*** Dataset

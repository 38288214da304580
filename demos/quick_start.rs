//! Minimal greeting with a few settings changed.
//!
//! Run with: `cargo run --example quick_start`

use std::time::Duration;

use heartburst::prelude::*;

fn main() -> Result<(), GreetingError> {
    Greeting::new()
        .with_ambient_count(60)
        .with_max_explosions(3)
        .with_display_duration(Duration::from_millis(2500))
        .run()
}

******

**Exercise prompt**
For every entry in the records above, write an exact copy.

**Exercise output**
repository 38288214da304580
filename demos/quick_start.rs
//! Minimal greeting with a few settings changed.
//!
//! Run with: `cargo run --example quick_start`

use std::time::Duration;

use heartburst::prelude::*;

fn main() -> Result<(), GreetingError> {
    Greeting::new()
        .with_ambient_count(60)
        .with_max_explosions(3)
        .with_display_duration(Duration::from_millis(2500))
        .run()
}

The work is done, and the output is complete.